__The records__
..............................

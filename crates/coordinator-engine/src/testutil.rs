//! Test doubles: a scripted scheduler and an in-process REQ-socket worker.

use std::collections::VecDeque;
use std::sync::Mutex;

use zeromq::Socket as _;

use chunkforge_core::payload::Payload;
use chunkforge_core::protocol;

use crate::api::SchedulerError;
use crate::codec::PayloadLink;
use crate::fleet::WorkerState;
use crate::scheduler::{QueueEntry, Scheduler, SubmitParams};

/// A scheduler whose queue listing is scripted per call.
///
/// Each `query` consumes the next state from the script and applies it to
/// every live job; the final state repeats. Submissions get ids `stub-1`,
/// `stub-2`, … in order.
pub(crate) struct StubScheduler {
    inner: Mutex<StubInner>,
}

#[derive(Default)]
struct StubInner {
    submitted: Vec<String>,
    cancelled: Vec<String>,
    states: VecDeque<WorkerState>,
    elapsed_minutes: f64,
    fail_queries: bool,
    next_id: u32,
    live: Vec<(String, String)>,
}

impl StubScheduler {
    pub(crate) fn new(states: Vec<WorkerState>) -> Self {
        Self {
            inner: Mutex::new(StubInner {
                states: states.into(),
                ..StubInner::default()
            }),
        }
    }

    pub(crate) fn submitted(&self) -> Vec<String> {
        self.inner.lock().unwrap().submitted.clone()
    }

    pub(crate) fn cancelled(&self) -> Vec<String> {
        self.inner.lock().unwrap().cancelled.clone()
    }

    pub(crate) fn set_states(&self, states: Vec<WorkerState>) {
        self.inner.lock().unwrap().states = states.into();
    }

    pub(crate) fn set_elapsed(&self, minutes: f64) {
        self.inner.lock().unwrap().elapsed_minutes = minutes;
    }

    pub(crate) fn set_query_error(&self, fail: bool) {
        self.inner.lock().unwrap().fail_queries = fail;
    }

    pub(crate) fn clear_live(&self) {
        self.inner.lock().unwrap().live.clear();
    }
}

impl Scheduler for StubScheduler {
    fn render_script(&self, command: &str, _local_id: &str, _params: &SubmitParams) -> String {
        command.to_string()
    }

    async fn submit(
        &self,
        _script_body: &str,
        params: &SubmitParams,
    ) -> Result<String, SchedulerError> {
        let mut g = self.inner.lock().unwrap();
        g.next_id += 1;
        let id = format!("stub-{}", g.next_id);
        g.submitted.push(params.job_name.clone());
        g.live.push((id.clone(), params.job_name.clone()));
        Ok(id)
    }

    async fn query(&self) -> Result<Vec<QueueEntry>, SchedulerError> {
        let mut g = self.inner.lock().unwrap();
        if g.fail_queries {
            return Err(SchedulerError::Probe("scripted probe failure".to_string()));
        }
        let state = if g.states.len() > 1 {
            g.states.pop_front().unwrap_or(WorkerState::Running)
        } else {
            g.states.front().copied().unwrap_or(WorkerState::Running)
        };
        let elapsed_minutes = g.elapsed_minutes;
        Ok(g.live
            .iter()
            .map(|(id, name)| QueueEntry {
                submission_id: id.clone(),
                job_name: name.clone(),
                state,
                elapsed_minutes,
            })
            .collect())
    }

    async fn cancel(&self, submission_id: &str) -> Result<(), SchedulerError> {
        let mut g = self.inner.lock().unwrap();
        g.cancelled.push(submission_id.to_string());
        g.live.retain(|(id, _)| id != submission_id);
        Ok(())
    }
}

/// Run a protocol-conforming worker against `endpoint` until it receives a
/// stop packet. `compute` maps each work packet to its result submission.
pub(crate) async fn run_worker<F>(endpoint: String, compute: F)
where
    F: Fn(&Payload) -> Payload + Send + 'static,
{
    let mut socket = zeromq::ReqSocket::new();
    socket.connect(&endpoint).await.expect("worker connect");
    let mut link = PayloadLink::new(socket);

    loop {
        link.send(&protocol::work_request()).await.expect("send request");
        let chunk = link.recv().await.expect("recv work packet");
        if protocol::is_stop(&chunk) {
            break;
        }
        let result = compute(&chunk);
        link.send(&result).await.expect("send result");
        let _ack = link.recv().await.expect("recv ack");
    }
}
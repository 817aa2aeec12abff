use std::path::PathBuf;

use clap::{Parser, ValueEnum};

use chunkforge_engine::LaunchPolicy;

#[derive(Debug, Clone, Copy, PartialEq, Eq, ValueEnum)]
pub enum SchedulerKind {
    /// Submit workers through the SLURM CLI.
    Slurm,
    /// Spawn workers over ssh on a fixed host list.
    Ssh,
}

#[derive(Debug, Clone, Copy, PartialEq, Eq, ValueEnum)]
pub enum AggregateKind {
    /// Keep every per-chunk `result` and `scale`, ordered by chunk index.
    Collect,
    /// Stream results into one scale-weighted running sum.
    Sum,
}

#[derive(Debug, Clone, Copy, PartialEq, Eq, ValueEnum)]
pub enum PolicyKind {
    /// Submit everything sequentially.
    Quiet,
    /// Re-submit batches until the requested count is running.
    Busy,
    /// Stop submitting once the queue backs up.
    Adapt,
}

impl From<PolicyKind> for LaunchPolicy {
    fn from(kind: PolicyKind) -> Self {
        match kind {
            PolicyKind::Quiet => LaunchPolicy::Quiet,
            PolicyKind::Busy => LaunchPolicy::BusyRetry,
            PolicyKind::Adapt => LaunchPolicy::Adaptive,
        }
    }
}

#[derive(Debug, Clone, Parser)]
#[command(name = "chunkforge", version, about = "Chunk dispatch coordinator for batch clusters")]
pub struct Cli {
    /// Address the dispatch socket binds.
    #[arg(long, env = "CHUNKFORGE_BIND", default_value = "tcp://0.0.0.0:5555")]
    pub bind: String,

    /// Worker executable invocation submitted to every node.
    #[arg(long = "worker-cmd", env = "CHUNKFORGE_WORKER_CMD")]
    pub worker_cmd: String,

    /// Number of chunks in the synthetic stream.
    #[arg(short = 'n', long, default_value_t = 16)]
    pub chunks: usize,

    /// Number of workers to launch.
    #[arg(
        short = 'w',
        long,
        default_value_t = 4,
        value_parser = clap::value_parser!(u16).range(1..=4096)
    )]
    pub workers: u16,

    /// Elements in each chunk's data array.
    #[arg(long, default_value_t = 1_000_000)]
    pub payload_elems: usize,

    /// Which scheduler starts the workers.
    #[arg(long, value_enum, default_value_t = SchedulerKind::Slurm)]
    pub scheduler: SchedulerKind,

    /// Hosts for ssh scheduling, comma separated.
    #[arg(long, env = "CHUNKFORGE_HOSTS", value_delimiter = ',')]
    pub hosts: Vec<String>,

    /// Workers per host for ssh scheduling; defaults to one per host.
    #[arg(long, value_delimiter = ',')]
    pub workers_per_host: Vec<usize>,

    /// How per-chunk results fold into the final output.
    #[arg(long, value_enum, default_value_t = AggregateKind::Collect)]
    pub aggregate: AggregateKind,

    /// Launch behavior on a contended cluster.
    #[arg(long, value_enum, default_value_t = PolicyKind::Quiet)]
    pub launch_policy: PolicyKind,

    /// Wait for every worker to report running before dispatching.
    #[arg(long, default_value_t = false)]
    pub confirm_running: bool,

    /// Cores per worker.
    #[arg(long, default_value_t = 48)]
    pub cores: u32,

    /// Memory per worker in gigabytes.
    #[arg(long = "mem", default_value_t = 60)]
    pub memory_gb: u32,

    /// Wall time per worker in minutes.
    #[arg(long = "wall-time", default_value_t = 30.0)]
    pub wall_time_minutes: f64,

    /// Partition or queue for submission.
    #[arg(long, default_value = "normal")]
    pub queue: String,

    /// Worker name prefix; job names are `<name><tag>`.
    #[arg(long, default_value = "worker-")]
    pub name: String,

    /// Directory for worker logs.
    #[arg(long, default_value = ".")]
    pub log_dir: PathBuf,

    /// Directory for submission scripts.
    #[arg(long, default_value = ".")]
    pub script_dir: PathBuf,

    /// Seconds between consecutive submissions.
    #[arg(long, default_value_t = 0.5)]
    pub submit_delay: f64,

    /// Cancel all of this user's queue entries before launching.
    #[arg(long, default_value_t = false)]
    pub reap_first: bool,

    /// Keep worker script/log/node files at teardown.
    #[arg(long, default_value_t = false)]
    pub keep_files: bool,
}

..............................

Above are some lines. Repeat exactly, and only, those from the line that has "to every node." through the line that has "queue for submission.".

    /// Worker executable invocation submitted to every node.
    #[arg(long = "worker-cmd", env = "CHUNKFORGE_WORKER_CMD")]
    pub worker_cmd: String,

    /// Number of chunks in the synthetic stream.
    #[arg(short = 'n', long, default_value_t = 16)]
    pub chunks: usize,

    /// Number of workers to launch.
    #[arg(
        short = 'w',
        long,
        default_value_t = 4,
        value_parser = clap::value_parser!(u16).range(1..=4096)
    )]
    pub workers: u16,

    /// Elements in each chunk's data array.
    #[arg(long, default_value_t = 1_000_000)]
    pub payload_elems: usize,

    /// Which scheduler starts the workers.
    #[arg(long, value_enum, default_value_t = SchedulerKind::Slurm)]
    pub scheduler: SchedulerKind,

    /// Hosts for ssh scheduling, comma separated.
    #[arg(long, env = "CHUNKFORGE_HOSTS", value_delimiter = ',')]
    pub hosts: Vec<String>,

    /// Workers per host for ssh scheduling; defaults to one per host.
    #[arg(long, value_delimiter = ',')]
    pub workers_per_host: Vec<usize>,

    /// How per-chunk results fold into the final output.
    #[arg(long, value_enum, default_value_t = AggregateKind::Collect)]
    pub aggregate: AggregateKind,

    /// Launch behavior on a contended cluster.
    #[arg(long, value_enum, default_value_t = PolicyKind::Quiet)]
    pub launch_policy: PolicyKind,

    /// Wait for every worker to report running before dispatching.
    #[arg(long, default_value_t = false)]
    pub confirm_running: bool,

    /// Cores per worker.
    #[arg(long, default_value_t = 48)]
    pub cores: u32,

    /// Memory per worker in gigabytes.
    #[arg(long = "mem", default_value_t = 60)]
    pub memory_gb: u32,

    /// Wall time per worker in minutes.
    #[arg(long = "wall-time", default_value_t = 30.0)]
    pub wall_time_minutes: f64,

    /// Partition or queue for submission.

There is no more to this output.